Christophe De Caevel
On n’a toujours pas la moindre ébauche de solution au surcoût “démographique” des pensions (édito)
Comme tous les gouvernements, la Vivaldi promet de s’attaquer au défi des pensions. Un défi gigantesque puisque les projections du Comité d’étude sur le vieillissement annoncent un surcoût de 26 milliards d’euros à l’horizon 2050. Sans de drastiques mesures anticipatives, l’Etat belge ne sera jamais en mesure d’assumer de telles dépenses…
Comme tous les gouvernements, la Vivaldi finira-t-elle par reculer devant l’ampleur de la tâche ? Les premières propositions déposées par la ministre des Pensions Karine Lalieux (PS) permettent utilement de corriger une série d’inégalités grâce, notamment, à une meilleure prise en compte du travail à temps partiel dans le calcul des carrières, ce qui devrait augmenter la pension moyenne des femmes. La ministre revient aussi avec l’idée de pension à temps partiel, esquissée par son prédécesseur Daniel Bacquelaine (MR) afin d’adoucir les atterrissages professionnels et de prolonger ainsi la durée moyenne des carrières.

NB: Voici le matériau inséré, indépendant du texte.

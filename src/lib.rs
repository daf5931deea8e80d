pub mod auth;
pub mod clock;
pub mod configuration;
pub mod error;
pub mod logger;
pub mod middleware;
pub mod routes;
pub mod startup;
pub mod store;
pub mod telemetry;
pub mod validators;
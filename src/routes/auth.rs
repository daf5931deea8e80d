/// Authentication Routes
///
/// Local signup/signin, logout and token refresh.

use actix_web::{web, HttpResponse};
use serde::Deserialize;

use crate::auth::AuthService;
use crate::error::AppError;
use crate::middleware::AuthenticatedUser;
use crate::validators::{is_valid_email, is_valid_password, require_non_empty};

/// Email/password credentials
#[derive(Deserialize)]
pub struct CredentialsRequest {
    pub email: String,
    pub password: String,
}

/// POST /auth/local/signup
///
/// Register a new user and return a token pair.
///
/// # Errors
/// - 400: Invalid email or empty password
/// - 409: Email already registered
/// - 500: Internal server error
pub async fn sign_up(
    form: web::Json<CredentialsRequest>,
    auth: web::Data<AuthService>,
) -> Result<HttpResponse, AppError> {
    let email = is_valid_email(&form.email)?;
    let password = is_valid_password(&form.password)?;

    let tokens = auth.sign_up(&email, password).await?;

    Ok(HttpResponse::Created().json(tokens))
}

/// POST /auth/local/signin
///
/// # Errors
/// - 400: Missing email or password
/// - 403: Unknown email or wrong password (same response for both)
/// - 500: Internal server error
pub async fn sign_in(
    form: web::Json<CredentialsRequest>,
    auth: web::Data<AuthService>,
) -> Result<HttpResponse, AppError> {
    let email = require_non_empty("email", &form.email)?;
    let password = is_valid_password(&form.password)?;

    let tokens = auth.sign_in(email, password).await?;

    Ok(HttpResponse::Ok().json(tokens))
}

/// POST /auth/logout
///
/// **Requires a valid access token**. Succeeds even if already logged out.
pub async fn logout(
    user: web::ReqData<AuthenticatedUser>,
    auth: web::Data<AuthService>,
) -> Result<HttpResponse, AppError> {
    auth.logout(user.user_id).await?;

    Ok(HttpResponse::Ok().finish())
}

/// POST /auth/refresh
///
/// **Requires a valid refresh token**. Rotates both tokens.
///
/// # Errors
/// - 401: Missing, malformed or expired refresh token (middleware)
/// - 403: Refresh token is not the user's current one
pub async fn refresh(
    user: web::ReqData<AuthenticatedUser>,
    auth: web::Data<AuthService>,
) -> Result<HttpResponse, AppError> {
    let tokens = auth.refresh(user.user_id, &user.token).await?;

    Ok(HttpResponse::Ok().json(tokens))
}
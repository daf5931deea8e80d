use std::collections::HashMap;
use std::sync::Mutex;

use async_trait::async_trait;

use crate::error::{AppError, DatabaseError};
use crate::store::{User, UserStore};

#[derive(Default)]
struct Tables {
    next_id: i64,
    users: HashMap<i64, User>,
}

/// Process-local store with the same contract as the `users` table:
/// sequential ids starting at 1 and a unique email constraint.
#[derive(Default)]
pub struct InMemoryUserStore {
    tables: Mutex<Tables>,
}

impl InMemoryUserStore {
    pub fn new() -> Self {
        Self::default()
    }

    pub fn len(&self) -> Result<usize, AppError> {
        Ok(self.lock()?.users.len())
    }

    pub fn is_empty(&self) -> Result<bool, AppError> {
        Ok(self.len()? == 0)
    }

    fn lock(&self) -> Result<std::sync::MutexGuard<'_, Tables>, AppError> {
        self.tables
            .lock()
            .map_err(|_| AppError::Database(DatabaseError::ConnectionPool("store lock poisoned".to_string())))
    }
}

#[async_trait]
impl UserStore for InMemoryUserStore {
    async fn create_user(&self, email: &str, password_hash: &str) -> Result<User, AppError> {
        let mut tables = self.lock()?;
        if tables.users.values().any(|u| u.email == email) {
            return Err(AppError::Database(DatabaseError::DuplicateEmail));
        }

        tables.next_id += 1;
        let user = User {
            id: tables.next_id,
            email: email.to_string(),
            password_hash: password_hash.to_string(),
            refresh_token_hash: None,
        };
        tables.users.insert(user.id, user.clone());

        Ok(user)
    }

    async fn find_by_email(&self, email: &str) -> Result<Option<User>, AppError> {
        let tables = self.lock()?;
        Ok(tables.users.values().find(|u| u.email == email).cloned())
    }

    async fn find_by_id(&self, id: i64) -> Result<Option<User>, AppError> {
        let tables = self.lock()?;
        Ok(tables.users.get(&id).cloned())
    }

    async fn update_refresh_hash(&self, id: i64, refresh_token_hash: &str) -> Result<(), AppError> {
        let mut tables = self.lock()?;
        let user = tables
            .users
            .get_mut(&id)
            .ok_or_else(|| AppError::Database(DatabaseError::NotFound(format!("user {}", id))))?;
        user.refresh_token_hash = Some(refresh_token_hash.to_string());
        Ok(())
    }

    async fn clear_refresh_hash(&self, id: i64) -> Result<bool, AppError> {
        let mut tables = self.lock()?;
        match tables.users.get_mut(&id) {
            Some(user) if user.refresh_token_hash.is_some() => {
                user.refresh_token_hash = None;
                Ok(true)
            }
            _ => Ok(false),
        }
    }
}

#[cfg(test)]
mod tests {
    use super::*;

    #[tokio::test]
    async fn test_create_assigns_sequential_ids() {
        let store = InMemoryUserStore::new();
        let first = store.create_user("a@b.com", "hash").await.unwrap();
        let second = store.create_user("c@d.com", "hash").await.unwrap();

        assert_eq!(first.id, 1);
        assert_eq!(second.id, 2);
        assert!(!first.is_logged_in());
    }

    #[tokio::test]
    async fn test_duplicate_email_is_rejected() {
        let store = InMemoryUserStore::new();
        store.create_user("a@b.com", "hash").await.unwrap();

        let err = store.create_user("a@b.com", "other").await.unwrap_err();
        assert!(err.is_duplicate_email());
        assert_eq!(store.len().unwrap(), 1);
    }

    #[tokio::test]
    async fn test_lookup_by_email_and_id() {
        let store = InMemoryUserStore::new();
        let user = store.create_user("a@b.com", "hash").await.unwrap();

        let by_email = store.find_by_email("a@b.com").await.unwrap().unwrap();
        let by_id = store.find_by_id(user.id).await.unwrap().unwrap();
        assert_eq!(by_email.id, by_id.id);

        assert!(store.find_by_email("nope@x.com").await.unwrap().is_none());
        assert!(store.find_by_id(99).await.unwrap().is_none());
    }

    #[tokio::test]
    async fn test_refresh_hash_update_and_conditional_clear() {
        let store = InMemoryUserStore::new();
        let user = store.create_user("a@b.com", "hash").await.unwrap();

        store.update_refresh_hash(user.id, "rt-hash").await.unwrap();
        let stored = store.find_by_id(user.id).await.unwrap().unwrap();
        assert_eq!(stored.refresh_token_hash.as_deref(), Some("rt-hash"));

        assert!(store.clear_refresh_hash(user.id).await.unwrap());
        assert!(!store.clear_refresh_hash(user.id).await.unwrap());
        assert!(!store.clear_refresh_hash(99).await.unwrap());

        let stored = store.find_by_id(user.id).await.unwrap().unwrap();
        assert!(stored.refresh_token_hash.is_none());
    }

    #[tokio::test]
    async fn test_update_unknown_user_fails() {
        let store = InMemoryUserStore::new();
        let err = store.update_refresh_hash(7, "rt-hash").await.unwrap_err();
        assert!(matches!(err, AppError::Database(DatabaseError::NotFound(_))));
    }

    #[tokio::test]
    async fn test_poisoned_lock_is_reported() {
        let store = std::sync::Arc::new(InMemoryUserStore::new());
        let poisoner = store.clone();
        let _ = std::thread::spawn(move || {
            let _guard = poisoner.tables.lock().unwrap();
            panic!("poison the store lock");
        })
        .join();

        assert!(matches!(
            store.len(),
            Err(AppError::Database(DatabaseError::ConnectionPool(_)))
        ));
        assert!(store.find_by_id(1).await.is_err());
    }
}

Karine Lalieux, qui se base sur les calculs de son administration, assure que sa réforme sera budgétairement neutre. En admettant que ce soit le cas, on n’a toujours pas la moindre ébauche de solution au surcoût “démographique” des pensions, pourtant systématiquement pointé depuis plus de 20 ans. A défaut d’avoir anticipé, il faudra bien un jour ou l’autre, soit rogner sur des avantages que l’on croyait acquis et écorner des régimes préférentiels (à commencer sans doute par celui, très symbolique, de la pension des mandataires publics), soit dégager de nouvelles sources de financement, dans un pays où la fiscalité est déjà l’une des plus élevées au monde. Ce débat est politiquement très sensible et, jusqu’ici, aucun exécutif n’a osé réellement l’aborder.
On n’a toujours pas la moindre ébauche de solution au surcoût “démographique” des pensions, pourtant systématiquement pointé depuis plus de 20 ans.

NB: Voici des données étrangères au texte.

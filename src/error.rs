/// Error Handling Module
///
/// One unified error type for the service, built from small domain enums:
/// 1. Domain-specific error types (validation, database, auth, config)
/// 2. Conversions from library errors (sqlx, config)
/// 3. HTTP response mapping with structured error logging

use actix_web::{error::ResponseError, http::StatusCode, HttpResponse};
use std::error::Error as StdError;
use std::fmt;

pub use crate::validators::ValidationError;

/// ============================================================================
/// 1. DOMAIN-SPECIFIC ERROR TYPES
/// ============================================================================

/// Database operation errors
#[derive(Debug)]
pub enum DatabaseError {
    /// Signup targeted an email that is already registered
    DuplicateEmail,
    NotFound(String),
    ConnectionPool(String),
    UnexpectedError(String),
}

impl fmt::Display for DatabaseError {
    fn fmt(&self, f: &mut fmt::Formatter<'_>) -> fmt::Result {
        match self {
            DatabaseError::DuplicateEmail => write!(f, "Email already registered"),
            DatabaseError::NotFound(msg) => write!(f, "Not found: {}", msg),
            DatabaseError::ConnectionPool(msg) => write!(f, "Database connection error: {}", msg),
            DatabaseError::UnexpectedError(msg) => write!(f, "Database error: {}", msg),
        }
    }
}

impl StdError for DatabaseError {}

/// Authentication and authorization errors
#[derive(Debug, Clone, PartialEq, Eq)]
pub enum AuthError {
    /// Credential or refresh-token mismatch. Unknown email, wrong password,
    /// unknown user and stale refresh token all collapse into this one.
    AccessDenied,
    TokenExpired,
    TokenInvalid,
    MissingToken,
}

impl fmt::Display for AuthError {
    fn fmt(&self, f: &mut fmt::Formatter<'_>) -> fmt::Result {
        match self {
            AuthError::AccessDenied => write!(f, "Access Denied"),
            AuthError::TokenExpired => write!(f, "Token has expired"),
            AuthError::TokenInvalid => write!(f, "Invalid token"),
            AuthError::MissingToken => write!(f, "Missing authentication token"),
        }
    }
}

impl StdError for AuthError {}

/// Configuration errors
#[derive(Debug)]
pub enum ConfigError {
    /// The sources could not be read or deserialized
    Load(String),
    /// A loaded value is outside its accepted range
    InvalidValue(String),
}

impl fmt::Display for ConfigError {
    fn fmt(&self, f: &mut fmt::Formatter<'_>) -> fmt::Result {
        match self {
            ConfigError::Load(msg) => write!(f, "Config load error: {}", msg),
            ConfigError::InvalidValue(msg) => write!(f, "Invalid config value: {}", msg),
        }
    }
}

impl StdError for ConfigError {}

/// ============================================================================
/// 2. UNIFIED APPLICATION ERROR TYPE
/// ============================================================================

#[derive(Debug)]
pub enum AppError {
    Validation(ValidationError),
    Database(DatabaseError),
    Auth(AuthError),
    Config(ConfigError),
    /// A stored bcrypt hash could not be parsed
    MalformedHash(String),
    Internal(String),
}

impl AppError {
    pub fn access_denied() -> Self {
        AppError::Auth(AuthError::AccessDenied)
    }

    pub fn is_access_denied(&self) -> bool {
        matches!(self, AppError::Auth(AuthError::AccessDenied))
    }

    pub fn is_duplicate_email(&self) -> bool {
        matches!(self, AppError::Database(DatabaseError::DuplicateEmail))
    }
}

impl fmt::Display for AppError {
    fn fmt(&self, f: &mut fmt::Formatter<'_>) -> fmt::Result {
        match self {
            AppError::Validation(e) => write!(f, "{}", e),
            AppError::Database(e) => write!(f, "{}", e),
            AppError::Auth(e) => write!(f, "{}", e),
            AppError::Config(e) => write!(f, "{}", e),
            AppError::MalformedHash(msg) => write!(f, "Malformed hash: {}", msg),
            AppError::Internal(msg) => write!(f, "Internal error: {}", msg),
        }
    }
}

impl StdError for AppError {}

// ============================================================================
// FROM IMPLEMENTATIONS
// ============================================================================

impl From<ValidationError> for AppError {
    fn from(err: ValidationError) -> Self {
        AppError::Validation(err)
    }
}

impl From<DatabaseError> for AppError {
    fn from(err: DatabaseError) -> Self {
        AppError::Database(err)
    }
}

impl From<AuthError> for AppError {
    fn from(err: AuthError) -> Self {
        AppError::Auth(err)
    }
}

impl From<ConfigError> for AppError {
    fn from(err: ConfigError) -> Self {
        AppError::Config(err)
    }
}

impl From<config::ConfigError> for AppError {
    fn from(err: config::ConfigError) -> Self {
        AppError::Config(ConfigError::Load(err.to_string()))
    }
}

/// Postgres SQLSTATE for unique_violation
const UNIQUE_VIOLATION: &str = "23505";

impl From<sqlx::Error> for AppError {
    fn from(err: sqlx::Error) -> Self {
        if let Some(db_err) = err.as_database_error() {
            if db_err.code().as_deref() == Some(UNIQUE_VIOLATION) {
                return AppError::Database(DatabaseError::DuplicateEmail);
            }
        }

        match err {
            sqlx::Error::RowNotFound => {
                AppError::Database(DatabaseError::NotFound("Record not found".to_string()))
            }
            sqlx::Error::PoolTimedOut | sqlx::Error::PoolClosed | sqlx::Error::Io(_) => {
                AppError::Database(DatabaseError::ConnectionPool(err.to_string()))
            }
            other => AppError::Database(DatabaseError::UnexpectedError(other.to_string())),
        }
    }
}

// ============================================================================
// 3. HTTP RESPONSE MAPPING
// ============================================================================

/// Error response structure for HTTP responses
#[derive(Debug, serde::Serialize)]
pub struct ErrorResponse {
    /// Unique error ID for tracking
    pub error_id: String,
    /// Human-readable error message
    pub message: String,
    /// Error code for client-side handling
    pub code: String,
    /// HTTP status code
    pub status: u16,
    /// Timestamp when error occurred
    pub timestamp: String,
}

impl ErrorResponse {
    pub fn new(error_id: String, message: String, code: String, status: u16) -> Self {
        Self {
            error_id,
            message,
            code,
            status,
            timestamp: chrono::Utc::now().to_rfc3339(),
        }
    }
}

/// Trait for converting errors to HTTP responses with proper logging
pub trait ErrorHandler {
    fn error_response(&self, request_id: &str) -> (StatusCode, ErrorResponse);
    fn log_error(&self, request_id: &str);
}

impl ErrorHandler for AppError {
    fn error_response(&self, request_id: &str) -> (StatusCode, ErrorResponse) {
        let (status, code, message) = match self {
            AppError::Validation(e) => (
                StatusCode::BAD_REQUEST,
                "VALIDATION_ERROR",
                e.to_string(),
            ),

            AppError::Database(e) => match e {
                DatabaseError::DuplicateEmail => {
                    (StatusCode::CONFLICT, "DUPLICATE_EMAIL", e.to_string())
                }
                DatabaseError::ConnectionPool(_) => (
                    StatusCode::SERVICE_UNAVAILABLE,
                    "SERVICE_UNAVAILABLE",
                    "Database service temporarily unavailable".to_string(),
                ),
                _ => (
                    StatusCode::INTERNAL_SERVER_ERROR,
                    "DATABASE_ERROR",
                    "Database error occurred".to_string(),
                ),
            },

            AppError::Auth(e) => match e {
                AuthError::AccessDenied => {
                    (StatusCode::FORBIDDEN, "ACCESS_DENIED", e.to_string())
                }
                AuthError::TokenExpired | AuthError::TokenInvalid => (
                    StatusCode::UNAUTHORIZED,
                    "TOKEN_INVALID",
                    "Invalid or expired token".to_string(),
                ),
                AuthError::MissingToken => {
                    (StatusCode::UNAUTHORIZED, "MISSING_TOKEN", e.to_string())
                }
            },

            AppError::Config(_) => (
                StatusCode::INTERNAL_SERVER_ERROR,
                "CONFIG_ERROR",
                "Server configuration error".to_string(),
            ),

            AppError::MalformedHash(_) | AppError::Internal(_) => (
                StatusCode::INTERNAL_SERVER_ERROR,
                "INTERNAL_ERROR",
                "Internal server error".to_string(),
            ),
        };

        let error_response = ErrorResponse::new(
            request_id.to_string(),
            message,
            code.to_string(),
            status.as_u16(),
        );

        (status, error_response)
    }

    fn log_error(&self, request_id: &str) {
        match self {
            AppError::Validation(e) => {
                tracing::warn!(request_id = request_id, error = %e, "Validation error");
            }
            AppError::Database(DatabaseError::DuplicateEmail) => {
                tracing::warn!(request_id = request_id, error = %self, "Duplicate email signup");
            }
            AppError::Database(e) => {
                tracing::error!(request_id = request_id, error = %e, "Database error");
            }
            AppError::Auth(e) => {
                tracing::warn!(request_id = request_id, error = %e, "Authentication error");
            }
            AppError::Config(e) => {
                tracing::error!(request_id = request_id, error = %e, "Configuration error");
            }
            AppError::MalformedHash(msg) => {
                tracing::error!(request_id = request_id, error = %msg, "Stored hash is malformed");
            }
            AppError::Internal(msg) => {
                tracing::error!(request_id = request_id, error = %msg, "Internal error");
            }
        }
    }
}

impl ResponseError for AppError {
    fn error_response(&self) -> HttpResponse {
        let request_id = uuid::Uuid::new_v4().to_string();
        self.log_error(&request_id);

        let (status, error_response) = <Self as ErrorHandler>::error_response(self, &request_id);

        HttpResponse::build(status).json(error_response)
    }

    fn status_code(&self) -> StatusCode {
        match self {
            AppError::Validation(_) => StatusCode::BAD_REQUEST,
            AppError::Database(e) => match e {
                DatabaseError::DuplicateEmail => StatusCode::CONFLICT,
                DatabaseError::ConnectionPool(_) => StatusCode::SERVICE_UNAVAILABLE,
                _ => StatusCode::INTERNAL_SERVER_ERROR,
            },
            AppError::Auth(AuthError::AccessDenied) => StatusCode::FORBIDDEN,
            AppError::Auth(_) => StatusCode::UNAUTHORIZED,
            AppError::Config(_) | AppError::MalformedHash(_) | AppError::Internal(_) => {
                StatusCode::INTERNAL_SERVER_ERROR
            }
        }
    }
}

#[cfg(test)]
mod tests {
    use super::*;

    #[test]
    fn test_access_denied_message() {
        let err = AppError::access_denied();
        assert_eq!(err.to_string(), "Access Denied");
        assert!(err.is_access_denied());
    }

    #[test]
    fn test_access_denied_maps_to_forbidden() {
        let (status, body) =
            <AppError as ErrorHandler>::error_response(&AppError::access_denied(), "req-1");
        assert_eq!(status, StatusCode::FORBIDDEN);
        assert_eq!(body.code, "ACCESS_DENIED");
        assert_eq!(body.message, "Access Denied");
        assert_eq!(body.error_id, "req-1");
    }

    #[test]
    fn test_duplicate_email_maps_to_conflict() {
        let err = AppError::Database(DatabaseError::DuplicateEmail);
        assert!(err.is_duplicate_email());
        assert_eq!(ResponseError::status_code(&err), StatusCode::CONFLICT);
    }

    #[test]
    fn test_guard_errors_map_to_unauthorized() {
        for err in [AuthError::MissingToken, AuthError::TokenInvalid, AuthError::TokenExpired] {
            let app_err: AppError = err.into();
            assert_eq!(ResponseError::status_code(&app_err), StatusCode::UNAUTHORIZED);
        }
    }

    #[test]
    fn test_internal_details_are_not_exposed() {
        let err = AppError::MalformedHash("invalid bcrypt hash".to_string());
        let (status, body) = <AppError as ErrorHandler>::error_response(&err, "req-2");
        assert_eq!(status, StatusCode::INTERNAL_SERVER_ERROR);
        assert_eq!(body.message, "Internal server error");
    }

    #[test]
    fn test_config_errors_map_to_server_error() {
        let load: AppError = config::ConfigError::Message("missing field".to_string()).into();
        assert!(matches!(load, AppError::Config(ConfigError::Load(_))));

        let invalid: AppError = ConfigError::InvalidValue("cost".to_string()).into();
        let (status, body) = <AppError as ErrorHandler>::error_response(&invalid, "req-3");
        assert_eq!(status, StatusCode::INTERNAL_SERVER_ERROR);
        assert_eq!(body.code, "CONFIG_ERROR");
    }

    #[test]
    fn test_row_not_found_conversion() {
        let err: AppError = sqlx::Error::RowNotFound.into();
        assert!(matches!(err, AppError::Database(DatabaseError::NotFound(_))));
    }

    #[test]
    fn test_validation_conversion() {
        let err: AppError = ValidationError::EmptyField("email").into();
        match err {
            AppError::Validation(_) => (),
            _ => panic!("Expected Validation error"),
        }
    }
}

Il est amusant de noter ici les critiques convergentes du MR, de l’Open Vld et de la N-VA envers les propositions de Karine Lalieux. Ces trois partis préconisent notamment un durcissement des conditions d’accès à la pension minimale (laquelle sera revalorisée durant la législature) et une plus grande convergence entre les régimes, au détriment de celui des fonctionnaires, de loin le plus favorable en matière de pension. A se demander pourquoi diable ces trois partis, qui semblent sur des lignes politiques très proches, n’ont pas agi lors de la précédente législature, quand la coalition était idéologiquement bien plus cohérente que l’actuelle Vivaldi. Ils aimeraient faire endosser aujourd’hui par les partis socialistes les mesures qu’ils n’ont eux-mêmes pas osé prendre hier.

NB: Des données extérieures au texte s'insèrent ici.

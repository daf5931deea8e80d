/// Password and Refresh Token Hashing
///
/// Salted one-way hashing with bcrypt. The same hasher protects login
/// passwords and the single stored refresh token per user.

use bcrypt::{hash, verify};
use sha2::{Digest, Sha256};

use crate::error::AppError;

/// bcrypt work factor used in production
pub const DEFAULT_HASH_COST: u32 = 10;

#[derive(Debug, Clone, Copy)]
pub struct PasswordHasher {
    cost: u32,
}

impl Default for PasswordHasher {
    fn default() -> Self {
        Self::new(DEFAULT_HASH_COST)
    }
}

impl PasswordHasher {
    pub fn new(cost: u32) -> Self {
        Self { cost }
    }

    /// Hash a plaintext value with a fresh random salt
    ///
    /// # Errors
    /// Returns error if bcrypt rejects the cost factor
    pub fn hash(&self, plaintext: &str) -> Result<String, AppError> {
        hash(plaintext, self.cost)
            .map_err(|e| AppError::Internal(format!("Password hashing failed: {}", e)))
    }

    /// Check a plaintext value against a stored bcrypt hash
    ///
    /// A mismatch is `Ok(false)`, never an error.
    ///
    /// # Errors
    /// Returns `MalformedHash` if the stored hash cannot be parsed
    pub fn verify(&self, plaintext: &str, hashed: &str) -> Result<bool, AppError> {
        verify(plaintext, hashed).map_err(|e| AppError::MalformedHash(e.to_string()))
    }

    /// Hash a refresh token for storage.
    ///
    /// bcrypt only reads the first 72 bytes of its input, and JWTs for the
    /// same user share a long common prefix, so the token is first reduced to
    /// its SHA-256 digest.
    pub fn hash_refresh_token(&self, token: &str) -> Result<String, AppError> {
        self.hash(&token_digest(token))
    }

    pub fn verify_refresh_token(&self, token: &str, hashed: &str) -> Result<bool, AppError> {
        self.verify(&token_digest(token), hashed)
    }
}

fn token_digest(token: &str) -> String {
    let mut hasher = Sha256::new();
    hasher.update(token.as_bytes());
    format!("{:x}", hasher.finalize())
}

Le gouvernement de Charles Michel, tout fier d’avoir renvoyé le PS dans l’opposition, avait commencé très durement en reportant l’âge légal de la pension de 65 à 67 ans. La mesure avait braqué l’opinion et la coalition n’a ensuite plus beaucoup osé avancer. C’est d’autant plus dommage qu’il y avait sur la table le rapport fouillé de la commission Vandenbroucke, sur lequel les décideurs politiques pouvaient s’appuyer pour développer une pension à points, épousant la carrière effective de chacun. Comme d’ailleurs, il y avait un plan Wathelet pour organiser la sortie du nucléaire et sur lequel le gouvernement Michel n’a pas non plus jugé utile de s’appuyer. Résultat : ces deux dossiers n’ont pas pu être menés à bien par “la suédoise” et reviennent en boomerang empoisonner la vie de la très large équipe actuelle. Tous les amateurs de foot le savent : l’équipe qui ne marque pas quand elle domine finit souvent par perdre le match. Les libéraux peuvent regretter les occasions manquées de la précédente législature.